Piecewise functions are functions defined by different expressions based on which part of their domain is being considered. Typically, they are written using a brace to show each condition and its corresponding expression. In the exercise, the function \[ f(x) = \begin{cases} x + 2 & \text{if } x < 3 \ \ln(x-2) + 5 & \text{if } x \geq 3 \end{cases} \] is an example of a piecewise function.

• The first piece applies when \( x < 3 \), where the expression is \( x + 2 \).
• The second piece applies when \( x \geq 3 \), with the expression \( \ln(x-2) + 5 \).

Piecewise functions allow you to capture a variety of behaviors within a single formal expression. When dealing with them, it’s crucial to understand how the function behaves at the meeting points or boundaries. These are the values of \( x \) where the expression changes, like \( x = 3 \) in our example.

Limits are a core concept in calculus that help us understand the behavior of functions as they approach a certain point. For piecewise functions like in the exercise, examining the limits at the boundary points is essential to determine continuity. When approaching the point \( x = 3 \), we looked at the limits from both the left and right:

• The left-hand limit is what the function approaches as \( x \) gets arbitrarily close to 3 from values less than 3. Here, \( \lim_{x \to 3^-} (x+2) = 5 \).
• The right-hand limit is what the function approaches as \( x \) gets close to 3 from values greater than or equal to 3. We found \( \lim_{x \to 3^+} (\ln(x-2) + 5) = 5 \).

Continuity at a point requires that both these limits exist, are equal, and that the function is defined at that point. Since both limits equal 5, continuity is confirmed at \( x = 3 \).
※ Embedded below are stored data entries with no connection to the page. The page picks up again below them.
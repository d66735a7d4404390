//! crates/timetable_core/src/locks.rs
//!
//! Per-timetable async locks. Mutations of one timetable run one at a time
//! inside this process; the store's version check covers other processes.

use crate::domain::TimetableId;
use dashmap::DashMap;
use std::sync::Arc;
use tokio::sync::{Mutex, OwnedMutexGuard};

#[derive(Default)]
pub struct TimetableLocks {
    inner: DashMap<TimetableId, Arc<Mutex<()>>>,
}

/// Exclusive access to one timetable. Dropping it releases the lock and
/// removes the map entry once nobody else holds or awaits it.
pub struct TimetableGuard<'a> {
    locks: &'a DashMap<TimetableId, Arc<Mutex<()>>>,
    id: TimetableId,
    guard: Option<OwnedMutexGuard<()>>,
}

impl Drop for TimetableGuard<'_> {
    fn drop(&mut self) {
        drop(self.guard.take());
        // Waiters hold their own clone of the Arc, so their entry survives.
        self.locks
            .remove_if(&self.id, |_, lock| Arc::strong_count(lock) == 1);
    }
}

impl TimetableLocks {
    pub fn new() -> Self {
        Self::default()
    }

    /// Waits for exclusive access to `id`. Released when the guard drops.
    pub async fn acquire(&self, id: TimetableId) -> TimetableGuard<'_> {
        // Clone the Arc out so the map shard is not held across the await.
        let lock = self.inner.entry(id).or_default().clone();
        let guard = lock.lock_owned().await;
        TimetableGuard {
            locks: &self.inner,
            id,
            guard: Some(guard),
        }
    }
}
The natural logarithm function, denoted as \( \ln(x) \), is a crucial component in calculus and is defined for all positive \( x \). It is the inverse of the exponential function with base \( e \), approximately equal to 2.718. In our piecewise function, the natural logarithm appears in the expression \( \ln(x-2) + 5 \). This part of the piecewise function is only valid for \( x \geq 3 \) because:

• The argument \( x-2 \) must be greater than zero for \( \ln(x-2) \) to be defined, hence \( x > 2 \).
• When \( x = 3 \), \( \ln(3-2) \) simplifies to \( \ln(1) = 0 \), as the natural log of 1 is 0. Thus, the result is 5.

The properties of the natural logarithm, such as its domain and how it behaves near its undefined points (like \( x = 2 \) here), are essential for ensuring our function’s continuity across pieces.